A panel of the 1st District Court of Appeal, in an order issued Friday, stopped short of imposing financial sanctions against Santa Rosa Beach attorney Daniel Uhlfelder and lawyers who represented him in an appeal of a circuit judge’s ruling in the case.

But the panel sharply criticized Uhlfelder and his lawyers, saying that “they knew or should have known that their ‘demands’ that the Governor ‘close the beaches’ were not validly asserted below (in the circuit court) or on appeal.”

“There was no good faith legal argument to support a claim for such relief in the trial court, and there was certainly no good faith basis to argue legal error on appeal,” said the order by Judges Brad Thomas and Adam Tanenbaum.

“Appellant (Uhlfelder) and his counsel undoubtedly used this court merely as a stage from which to act out their version of political theater. This was unprofessional and an abuse of the judicial process.”

In the February 5th order rebuking Uhlfelder, the judges noted they were referring the opinion stated in the order “to The Florida Bar for its consideration of whether Appellant and his counsel violated the Rules Regulating the Florida Bar.” They also encouraged the Florida Bar to “take appropriate action to ensure that Appellant and his counsel understand their ethical obligations and proper roles as officers of the court.” Also, if they deemed it necessary, “require Appellant and his counsel to undertake additional educational training the Bar may deem appropriate to ensure that Appellant and counsel comply with their ethical and professionalism obligations.”

Uhlfelder’s response, which the Tallahassee Democrat quoted, only made matters worse for him. He told the paper, “I do find it interesting that this opinion attacking my critiques of Gov. DeSantis appeared just two days after I launched a (political) committee to remove Ron DeSantis.”

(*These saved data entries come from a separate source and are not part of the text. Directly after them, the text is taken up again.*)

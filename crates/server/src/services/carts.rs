//! Cart service: session carts, line edits and the cart view.
//!
//! Every operation opens the cart inside its own transaction: the cart row is
//! locked, bound to the signed-in user if it is still anonymous, and emptied
//! with a fresh expiry if it has lapsed.

use std::collections::HashMap;

use base64::Engine;
use base64::engine::general_purpose::URL_SAFE_NO_PAD;
use chrono::{DateTime, Utc};
use local_market_core::cart::{self, Cart, CartBinding, CartLine, LineChange};
use local_market_core::catalog::Product;
use local_market_core::{CartItemId, DomainError, ErrorCode, Money, ProductId, UserId};
use rand::RngCore;
use serde::Serialize;
use sqlx::PgConnection;
use tracing::{debug, info, instrument};

use crate::db::{carts, catalog};
use crate::error::AppError;
use crate::state::AppState;

/// Random bytes in a generated session key.
const SESSION_KEY_BYTES: usize = 24;

/// Generate a new URL-safe session key.
#[must_use]
pub fn generate_session_key() -> String {
    let mut bytes = [0u8; SESSION_KEY_BYTES];
    rand::rng().fill_bytes(&mut bytes);
    URL_SAFE_NO_PAD.encode(bytes)
}

/// One cart line as shown to the customer.
#[derive(Debug, Clone, Serialize)]
pub struct CartItemView {
    pub id: CartItemId,
    pub product_id: ProductId,
    pub product_name: Option<String>,
    pub unit_label: Option<String>,
    pub qty: i32,
    pub unit_price: Money,
    pub line_total: Money,
}

/// A cart with its lines and subtotal.
#[derive(Debug, Clone, Serialize)]
pub struct CartView {
    pub session_key: String,
    pub user_id: Option<UserId>,
    pub expires_at: DateTime<Utc>,
    pub items: Vec<CartItemView>,
    pub subtotal: Money,
}

impl CartView {
    fn build(cart: &Cart, lines: &[CartLine], products: &[Product]) -> Self {
        let by_id: HashMap<ProductId, &Product> = products.iter().map(|p| (p.id, p)).collect();
        let items = lines
            .iter()
            .map(|line| {
                let product = by_id.get(&line.product_id);
                CartItemView {
                    id: line.id,
                    product_id: line.product_id,
                    product_name: product.map(|p| p.name.clone()),
                    unit_label: product.map(|p| p.unit_label.clone()),
                    qty: line.qty,
                    unit_price: line.unit_snapshot_price,
                    line_total: line.line_total(),
                }
            })
            .collect();

        Self {
            session_key: cart.session_key.clone(),
            user_id: cart.user_id,
            expires_at: cart.expires_at,
            items,
            subtotal: cart::subtotal(lines),
        }
    }
}

/// Cart operations for the storefront.
pub struct CartService<'a> {
    state: &'a AppState,
}

impl<'a> CartService<'a> {
    /// Create a new cart service.
    #[must_use]
    pub const fn new(state: &'a AppState) -> Self {
        Self { state }
    }

    /// Get the cart for `session_key`, creating one if needed.
    ///
    /// A missing or blank key starts a new cart under a generated key.
    ///
    /// # Errors
    ///
    /// Returns `CART_OWNERSHIP_MISMATCH` if the cart belongs to another user.
    #[instrument(skip(self, session_key))]
    pub async fn get_or_create(
        &self,
        session_key: Option<&str>,
        user: Option<UserId>,
    ) -> Result<CartView, AppError> {
        let mut tx = self.state.pool().begin().await?;
        let cart = open_cart(&mut *tx, session_key, user, self.state).await?;
        let view = load_view(&mut *tx, &cart).await?;
        tx.commit().await?;
        Ok(view)
    }

    /// Add `qty` of a product, merging into the existing line if there is one.
    ///
    /// # Errors
    ///
    /// `INVALID_QTY`, `OUT_OF_STOCK`, `MAX_QTY_EXCEEDED` or
    /// `INSUFFICIENT_STOCK` from the add-to-cart checks.
    #[instrument(skip(self, session_key))]
    pub async fn add_item(
        &self,
        session_key: Option<&str>,
        user: Option<UserId>,
        product_id: ProductId,
        qty: i32,
    ) -> Result<CartView, AppError> {
        let now = self.state.now();
        let mut tx = self.state.pool().begin().await?;
        let cart = open_cart(&mut *tx, session_key, user, self.state).await?;

        let product = catalog::get_many_in(&mut *tx, &[product_id]).await?.pop();
        let existing = carts::line_for_product(&mut *tx, cart.id, product_id).await?;

        match cart::plan_add(product.as_ref(), qty, existing.as_ref())? {
            LineChange::Insert {
                qty,
                unit_snapshot_price,
            } => {
                carts::insert_line(&mut *tx, cart.id, product_id, qty, unit_snapshot_price, now)
                    .await?;
            }
            LineChange::Merge { line_id, qty } => {
                carts::update_line(&mut *tx, line_id, qty, None).await?;
            }
        }

        let view = load_view(&mut *tx, &cart).await?;
        tx.commit().await?;

        debug!(cart_id = %cart.id, "Added cart item");
        Ok(view)
    }

    /// Change a line's quantity, re-snapshotting the current price.
    ///
    /// # Errors
    ///
    /// `CART_ITEM_NOT_FOUND` for an unknown line, plus the add-to-cart checks.
    #[instrument(skip(self, session_key))]
    pub async fn update_item(
        &self,
        session_key: Option<&str>,
        user: Option<UserId>,
        item_id: CartItemId,
        qty: i32,
    ) -> Result<CartView, AppError> {
        let mut tx = self.state.pool().begin().await?;
        let cart = open_cart(&mut *tx, session_key, user, self.state).await?;

        let line = carts::get_line(&mut *tx, cart.id, item_id)
            .await?
            .ok_or_else(cart_item_not_found)?;
        let product = catalog::get_many_in(&mut *tx, &[line.product_id]).await?.pop();
        let price = cart::plan_update(product.as_ref(), qty)?;
        carts::update_line(&mut *tx, line.id, qty, Some(price)).await?;

        let view = load_view(&mut *tx, &cart).await?;
        tx.commit().await?;
        Ok(view)
    }

    /// Remove a line.
    ///
    /// # Errors
    ///
    /// `CART_ITEM_NOT_FOUND` for an unknown line.
    #[instrument(skip(self, session_key))]
    pub async fn remove_item(
        &self,
        session_key: Option<&str>,
        user: Option<UserId>,
        item_id: CartItemId,
    ) -> Result<CartView, AppError> {
        let mut tx = self.state.pool().begin().await?;
        let cart = open_cart(&mut *tx, session_key, user, self.state).await?;

        if !carts::delete_line(&mut *tx, cart.id, item_id).await? {
            return Err(cart_item_not_found().into());
        }

        let view = load_view(&mut *tx, &cart).await?;
        tx.commit().await?;
        Ok(view)
    }
}

fn cart_item_not_found() -> DomainError {
    DomainError::new(ErrorCode::CartItemNotFound, "cart item not found")
}

/// Lock or create the cart for a request, applying binding and expiry rules.
pub(crate) async fn open_cart(
    conn: &mut PgConnection,
    session_key: Option<&str>,
    user: Option<UserId>,
    state: &AppState,
) -> Result<Cart, AppError> {
    let now = state.now();
    let expires_at = now + state.config().cart_ttl;

    let key = session_key.map(str::trim).filter(|k| !k.is_empty());
    let existing = match key {
        Some(key) => carts::lock_by_session_key(&mut *conn, key).await?,
        None => None,
    };

    let Some(mut cart) = existing else {
        let key = key.map_or_else(generate_session_key, str::to_owned);
        let cart = carts::insert(&mut *conn, &key, user, expires_at, now).await?;
        info!(cart_id = %cart.id, "Created cart");
        return Ok(cart);
    };

    if let CartBinding::Bind(user_id) = cart.binding_for(user)? {
        carts::bind_user(&mut *conn, cart.id, user_id).await?;
        cart.user_id = Some(user_id);
    }

    if cart.is_expired(now) {
        carts::renew(&mut *conn, cart.id, expires_at).await?;
        cart.expires_at = expires_at;
        debug!(cart_id = %cart.id, "Renewed expired cart");
    }

    Ok(cart)
}

async fn load_view(conn: &mut PgConnection, cart: &Cart) -> Result<CartView, AppError> {
    let lines = carts::lines(&mut *conn, cart.id).await?;
    let ids: Vec<ProductId> = lines.iter().map(|l| l.product_id).collect();
    let products = catalog::get_many_in(&mut *conn, &ids).await?;
    Ok(CartView::build(cart, &lines, &products))
}

#[cfg(test)]
#[allow(clippy::unwrap_used)]
mod tests {
    use chrono::TimeZone;
    use local_market_core::CartId;

    use super::*;

    #[test]
    fn test_session_key_is_url_safe() {
        let key = generate_session_key();
        assert_eq!(key.len(), 32);
        assert!(
            key.chars()
                .all(|c| c.is_ascii_alphanumeric() || c == '-' || c == '_')
        );
        assert_ne!(key, generate_session_key());
    }

    #[test]
    fn test_view_totals_use_snapshot_prices() {
        let at = Utc.with_ymd_and_hms(2026, 3, 2, 1, 0, 0).unwrap();
        let cart = Cart {
            id: CartId::new(1),
            session_key: "k".to_string(),
            user_id: None,
            expires_at: at,
            created_at: at,
        };
        let line = |id, product, qty, price| CartLine {
            id: CartItemId::new(id),
            cart_id: cart.id,
            product_id: ProductId::new(product),
            qty,
            unit_snapshot_price: Money::from_units(price),
            created_at: at,
        };
        let lines = [line(1, 10, 2, 1500), line(2, 11, 1, 4000)];

        let view = CartView::build(&cart, &lines, &[]);

        assert_eq!(view.items.len(), 2);
        assert_eq!(view.items[0].line_total, Money::from_units(3000));
        assert!(view.items[0].product_name.is_none());
        assert_eq!(view.subtotal, Money::from_units(7000));
    }
}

The following Monday, the court issued another order that directed the State Attorney “to file a motion to discipline Daniel W. Uhlfelder” for the statement he made to the Tallahassee Democrat:

On February 6, 2021, following an order of this court issued February 5, 2021, referring the respondent attorney for possible misconduct to The Florida Bar in Case No. 1D20-1178, the respondent attorney was quoted by the Tallahassee Democrat as stating: “I do find it interesting that this opinion attacking my critiques of Gov. DeSantis appeared just two days after I launched a (political) committee to remove Ron DeSantis[.”]

This statement may violate Rules of Professional Conduct 4-8.2 and 4-8.4; the statement may also violate the Oath of Admission to The Florida Bar, and also may constitute indirect criminal contempt.

A copy of this order has been delivered to The Florida Bar, along with the February 5, 2021, order.

The moral of the story here appears to be that the judges have told Uhlfelder that while he has the right to protest DeSantis’ COVID policies all he wants, the courts aren’t the place for him to play politics. He should know this since he’s an officer of the court.

Whether the guy who alternatively goes between dressing as the Grim Reaper, a shepherd, and a lawyer will heed the warning remains to be seen. How will the Florida Bar respond to the court’s requests for disciplinary action?

But based on his track record from last year, the odds don’t appear to be in Uhlfelder’s favor. We’ll keep tabs on this case and keep you posted on the developments.